Task objective: A single figure is the whole answer: the number of lines in the entries that contain "Some".

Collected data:

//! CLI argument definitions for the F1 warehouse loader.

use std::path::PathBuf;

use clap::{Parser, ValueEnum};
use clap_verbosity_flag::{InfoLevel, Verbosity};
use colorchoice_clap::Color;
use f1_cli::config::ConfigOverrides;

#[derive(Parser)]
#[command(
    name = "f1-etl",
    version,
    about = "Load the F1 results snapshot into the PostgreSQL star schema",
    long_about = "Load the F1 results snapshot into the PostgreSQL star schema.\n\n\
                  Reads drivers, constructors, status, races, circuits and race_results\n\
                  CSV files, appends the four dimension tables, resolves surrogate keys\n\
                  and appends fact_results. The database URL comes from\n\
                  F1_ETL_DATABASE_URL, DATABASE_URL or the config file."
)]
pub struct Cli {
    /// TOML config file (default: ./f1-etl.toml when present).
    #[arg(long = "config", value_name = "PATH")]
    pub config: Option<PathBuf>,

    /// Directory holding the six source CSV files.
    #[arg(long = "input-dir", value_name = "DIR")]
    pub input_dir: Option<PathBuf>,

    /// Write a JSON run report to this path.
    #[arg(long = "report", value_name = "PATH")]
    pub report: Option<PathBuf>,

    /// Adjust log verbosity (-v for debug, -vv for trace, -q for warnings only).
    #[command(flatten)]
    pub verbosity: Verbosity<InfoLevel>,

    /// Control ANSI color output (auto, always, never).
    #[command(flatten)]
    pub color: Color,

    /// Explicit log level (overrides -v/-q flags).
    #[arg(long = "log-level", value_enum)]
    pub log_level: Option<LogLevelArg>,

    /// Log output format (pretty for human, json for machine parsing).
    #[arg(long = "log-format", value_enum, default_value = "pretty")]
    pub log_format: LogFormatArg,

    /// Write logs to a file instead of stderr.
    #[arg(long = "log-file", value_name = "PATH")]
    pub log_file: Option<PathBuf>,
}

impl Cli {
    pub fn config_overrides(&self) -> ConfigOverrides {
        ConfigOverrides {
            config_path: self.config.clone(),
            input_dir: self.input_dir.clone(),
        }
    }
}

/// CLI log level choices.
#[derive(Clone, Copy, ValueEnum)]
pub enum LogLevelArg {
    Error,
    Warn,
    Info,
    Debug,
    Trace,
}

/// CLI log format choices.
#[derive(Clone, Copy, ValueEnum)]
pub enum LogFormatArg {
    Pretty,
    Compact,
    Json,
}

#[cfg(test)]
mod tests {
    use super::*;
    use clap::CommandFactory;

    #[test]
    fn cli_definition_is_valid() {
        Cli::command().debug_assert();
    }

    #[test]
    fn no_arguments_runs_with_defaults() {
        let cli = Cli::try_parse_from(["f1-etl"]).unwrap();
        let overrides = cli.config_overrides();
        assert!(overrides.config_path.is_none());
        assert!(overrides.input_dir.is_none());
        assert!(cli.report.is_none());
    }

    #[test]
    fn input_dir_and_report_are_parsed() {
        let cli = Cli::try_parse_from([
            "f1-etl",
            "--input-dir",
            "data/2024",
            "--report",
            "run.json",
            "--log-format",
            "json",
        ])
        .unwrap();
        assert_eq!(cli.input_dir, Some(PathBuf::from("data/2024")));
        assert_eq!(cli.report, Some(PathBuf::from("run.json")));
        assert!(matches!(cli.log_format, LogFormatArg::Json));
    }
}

Task result: 2